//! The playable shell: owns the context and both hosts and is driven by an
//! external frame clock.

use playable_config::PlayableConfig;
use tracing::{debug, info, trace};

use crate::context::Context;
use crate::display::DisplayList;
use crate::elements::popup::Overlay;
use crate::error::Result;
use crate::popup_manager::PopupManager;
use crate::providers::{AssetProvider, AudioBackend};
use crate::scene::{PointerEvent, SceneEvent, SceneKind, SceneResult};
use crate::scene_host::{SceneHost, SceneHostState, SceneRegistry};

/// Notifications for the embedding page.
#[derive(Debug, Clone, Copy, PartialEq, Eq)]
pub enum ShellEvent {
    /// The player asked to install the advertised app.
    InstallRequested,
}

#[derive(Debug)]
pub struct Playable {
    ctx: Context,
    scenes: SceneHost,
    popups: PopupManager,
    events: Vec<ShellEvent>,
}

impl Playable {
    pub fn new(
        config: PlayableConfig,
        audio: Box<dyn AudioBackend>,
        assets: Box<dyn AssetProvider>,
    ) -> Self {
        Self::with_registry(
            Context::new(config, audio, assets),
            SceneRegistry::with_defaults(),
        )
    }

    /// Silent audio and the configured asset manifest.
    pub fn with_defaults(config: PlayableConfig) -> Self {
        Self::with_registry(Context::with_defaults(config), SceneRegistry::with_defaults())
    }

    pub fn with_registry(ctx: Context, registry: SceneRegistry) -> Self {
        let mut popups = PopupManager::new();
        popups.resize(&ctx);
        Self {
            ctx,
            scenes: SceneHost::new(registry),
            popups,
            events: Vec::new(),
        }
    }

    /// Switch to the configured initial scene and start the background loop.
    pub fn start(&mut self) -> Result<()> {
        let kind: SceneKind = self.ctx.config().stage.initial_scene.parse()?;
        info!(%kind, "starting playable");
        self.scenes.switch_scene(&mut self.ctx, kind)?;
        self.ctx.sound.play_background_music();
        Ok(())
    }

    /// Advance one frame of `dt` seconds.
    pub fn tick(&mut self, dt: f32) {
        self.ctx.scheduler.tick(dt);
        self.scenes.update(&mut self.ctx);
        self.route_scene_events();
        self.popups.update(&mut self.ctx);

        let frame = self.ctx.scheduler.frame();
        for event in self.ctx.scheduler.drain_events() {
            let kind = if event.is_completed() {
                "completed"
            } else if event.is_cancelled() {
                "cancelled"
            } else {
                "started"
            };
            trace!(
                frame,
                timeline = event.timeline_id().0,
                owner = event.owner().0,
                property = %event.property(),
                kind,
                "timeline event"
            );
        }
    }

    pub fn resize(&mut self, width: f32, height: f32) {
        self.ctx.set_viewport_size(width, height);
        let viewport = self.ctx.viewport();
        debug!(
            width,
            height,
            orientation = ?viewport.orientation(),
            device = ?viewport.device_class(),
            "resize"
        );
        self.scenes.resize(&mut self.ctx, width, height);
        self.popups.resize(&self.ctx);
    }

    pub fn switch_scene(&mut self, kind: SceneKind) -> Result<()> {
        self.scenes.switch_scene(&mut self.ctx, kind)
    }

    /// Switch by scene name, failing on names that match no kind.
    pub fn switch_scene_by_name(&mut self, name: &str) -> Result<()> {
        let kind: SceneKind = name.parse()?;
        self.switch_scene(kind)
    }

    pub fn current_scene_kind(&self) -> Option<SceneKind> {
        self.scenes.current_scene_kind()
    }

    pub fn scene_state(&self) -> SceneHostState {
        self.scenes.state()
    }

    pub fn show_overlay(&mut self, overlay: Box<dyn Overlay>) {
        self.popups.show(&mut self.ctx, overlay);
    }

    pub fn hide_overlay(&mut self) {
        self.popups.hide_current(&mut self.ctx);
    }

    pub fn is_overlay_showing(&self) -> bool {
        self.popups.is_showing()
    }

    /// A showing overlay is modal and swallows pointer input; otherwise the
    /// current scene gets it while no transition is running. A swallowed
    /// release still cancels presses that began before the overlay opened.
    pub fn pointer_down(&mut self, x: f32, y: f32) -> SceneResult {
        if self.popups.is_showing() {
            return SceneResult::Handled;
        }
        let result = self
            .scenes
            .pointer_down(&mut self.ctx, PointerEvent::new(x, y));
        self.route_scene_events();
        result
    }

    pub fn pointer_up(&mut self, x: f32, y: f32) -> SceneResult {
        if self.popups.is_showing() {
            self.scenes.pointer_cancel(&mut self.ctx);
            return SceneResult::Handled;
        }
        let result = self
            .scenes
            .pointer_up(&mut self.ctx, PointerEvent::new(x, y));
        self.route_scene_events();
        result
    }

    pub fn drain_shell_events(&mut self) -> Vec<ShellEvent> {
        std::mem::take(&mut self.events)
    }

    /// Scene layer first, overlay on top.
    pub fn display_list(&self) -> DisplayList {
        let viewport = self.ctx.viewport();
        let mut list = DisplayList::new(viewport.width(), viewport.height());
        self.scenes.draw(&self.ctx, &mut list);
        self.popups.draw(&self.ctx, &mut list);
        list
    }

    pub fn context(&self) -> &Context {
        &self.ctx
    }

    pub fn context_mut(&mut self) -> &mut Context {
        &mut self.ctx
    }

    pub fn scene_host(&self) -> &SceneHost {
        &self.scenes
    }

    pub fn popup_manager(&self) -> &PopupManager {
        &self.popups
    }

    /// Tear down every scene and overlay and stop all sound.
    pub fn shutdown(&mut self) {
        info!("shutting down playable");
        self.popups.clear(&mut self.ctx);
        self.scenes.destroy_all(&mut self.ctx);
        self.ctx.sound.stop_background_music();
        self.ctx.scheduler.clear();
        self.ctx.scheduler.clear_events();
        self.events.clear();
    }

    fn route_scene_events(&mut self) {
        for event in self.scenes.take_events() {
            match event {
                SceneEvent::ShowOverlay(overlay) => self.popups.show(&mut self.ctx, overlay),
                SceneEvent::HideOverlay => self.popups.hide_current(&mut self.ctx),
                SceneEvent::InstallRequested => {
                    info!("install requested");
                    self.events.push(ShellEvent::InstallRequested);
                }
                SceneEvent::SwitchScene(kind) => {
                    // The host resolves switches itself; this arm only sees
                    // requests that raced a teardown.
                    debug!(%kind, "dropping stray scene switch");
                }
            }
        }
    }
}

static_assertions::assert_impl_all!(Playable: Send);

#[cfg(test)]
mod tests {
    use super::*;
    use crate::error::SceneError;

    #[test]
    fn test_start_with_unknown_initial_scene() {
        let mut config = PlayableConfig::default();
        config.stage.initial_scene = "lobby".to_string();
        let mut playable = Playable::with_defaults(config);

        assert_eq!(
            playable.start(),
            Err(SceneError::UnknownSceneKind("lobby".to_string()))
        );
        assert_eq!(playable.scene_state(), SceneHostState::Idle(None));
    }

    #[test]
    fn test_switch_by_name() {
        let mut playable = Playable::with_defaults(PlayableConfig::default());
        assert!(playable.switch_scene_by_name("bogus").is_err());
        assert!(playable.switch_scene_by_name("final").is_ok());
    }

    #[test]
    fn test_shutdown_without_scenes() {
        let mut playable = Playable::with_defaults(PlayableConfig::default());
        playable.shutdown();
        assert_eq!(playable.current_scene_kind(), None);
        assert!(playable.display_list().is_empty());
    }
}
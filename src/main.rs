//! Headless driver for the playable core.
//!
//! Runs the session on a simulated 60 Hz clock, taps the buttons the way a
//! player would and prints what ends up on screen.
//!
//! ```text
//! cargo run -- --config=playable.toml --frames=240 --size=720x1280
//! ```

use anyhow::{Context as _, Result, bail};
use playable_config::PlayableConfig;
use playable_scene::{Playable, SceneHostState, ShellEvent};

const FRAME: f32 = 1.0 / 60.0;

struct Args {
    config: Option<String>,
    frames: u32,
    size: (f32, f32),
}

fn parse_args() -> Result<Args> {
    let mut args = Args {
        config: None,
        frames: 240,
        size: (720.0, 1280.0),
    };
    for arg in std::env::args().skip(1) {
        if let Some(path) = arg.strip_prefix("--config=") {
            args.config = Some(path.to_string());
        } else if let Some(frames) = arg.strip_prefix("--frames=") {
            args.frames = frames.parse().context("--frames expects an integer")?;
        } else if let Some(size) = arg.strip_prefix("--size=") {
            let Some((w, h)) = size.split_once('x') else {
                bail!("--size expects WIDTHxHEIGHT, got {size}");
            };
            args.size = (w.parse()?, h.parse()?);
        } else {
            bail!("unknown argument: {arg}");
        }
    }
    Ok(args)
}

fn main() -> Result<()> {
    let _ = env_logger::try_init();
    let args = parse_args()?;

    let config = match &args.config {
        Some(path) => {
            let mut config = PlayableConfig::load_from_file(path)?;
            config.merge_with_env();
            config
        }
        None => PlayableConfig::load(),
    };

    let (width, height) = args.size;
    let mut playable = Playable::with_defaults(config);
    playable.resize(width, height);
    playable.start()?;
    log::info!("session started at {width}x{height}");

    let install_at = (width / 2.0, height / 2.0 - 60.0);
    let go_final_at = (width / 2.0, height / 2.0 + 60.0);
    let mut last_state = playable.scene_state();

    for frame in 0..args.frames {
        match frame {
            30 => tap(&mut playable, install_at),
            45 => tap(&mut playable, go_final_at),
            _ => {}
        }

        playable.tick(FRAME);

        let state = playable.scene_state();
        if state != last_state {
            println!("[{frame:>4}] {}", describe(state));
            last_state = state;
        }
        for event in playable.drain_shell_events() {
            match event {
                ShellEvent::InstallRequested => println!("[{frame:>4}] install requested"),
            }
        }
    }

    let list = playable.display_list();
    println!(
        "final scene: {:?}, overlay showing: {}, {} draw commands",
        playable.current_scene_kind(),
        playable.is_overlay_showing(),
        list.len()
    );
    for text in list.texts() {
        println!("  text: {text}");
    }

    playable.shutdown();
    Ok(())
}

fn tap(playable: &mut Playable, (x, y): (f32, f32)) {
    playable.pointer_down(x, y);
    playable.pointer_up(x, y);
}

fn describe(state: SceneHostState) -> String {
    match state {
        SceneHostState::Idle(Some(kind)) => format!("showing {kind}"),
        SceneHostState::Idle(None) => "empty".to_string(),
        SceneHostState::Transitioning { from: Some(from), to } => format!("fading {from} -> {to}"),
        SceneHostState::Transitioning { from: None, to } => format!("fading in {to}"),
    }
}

Your instructions:
Retype the records above exactly, from their first line through the line that contains "the background loop.", and stop there.

Response to the task:
//! The playable shell: owns the context and both hosts and is driven by an
//! external frame clock.

use playable_config::PlayableConfig;
use tracing::{debug, info, trace};

use crate::context::Context;
use crate::display::DisplayList;
use crate::elements::popup::Overlay;
use crate::error::Result;
use crate::popup_manager::PopupManager;
use crate::providers::{AssetProvider, AudioBackend};
use crate::scene::{PointerEvent, SceneEvent, SceneKind, SceneResult};
use crate::scene_host::{SceneHost, SceneHostState, SceneRegistry};

/// Notifications for the embedding page.
#[derive(Debug, Clone, Copy, PartialEq, Eq)]
pub enum ShellEvent {
    /// The player asked to install the advertised app.
    InstallRequested,
}

#[derive(Debug)]
pub struct Playable {
    ctx: Context,
    scenes: SceneHost,
    popups: PopupManager,
    events: Vec<ShellEvent>,
}

impl Playable {
    pub fn new(
        config: PlayableConfig,
        audio: Box<dyn AudioBackend>,
        assets: Box<dyn AssetProvider>,
    ) -> Self {
        Self::with_registry(
            Context::new(config, audio, assets),
            SceneRegistry::with_defaults(),
        )
    }

    /// Silent audio and the configured asset manifest.
    pub fn with_defaults(config: PlayableConfig) -> Self {
        Self::with_registry(Context::with_defaults(config), SceneRegistry::with_defaults())
    }

    pub fn with_registry(ctx: Context, registry: SceneRegistry) -> Self {
        let mut popups = PopupManager::new();
        popups.resize(&ctx);
        Self {
            ctx,
            scenes: SceneHost::new(registry),
            popups,
            events: Vec::new(),
        }
    }

    /// Switch to the configured initial scene and start the background loop.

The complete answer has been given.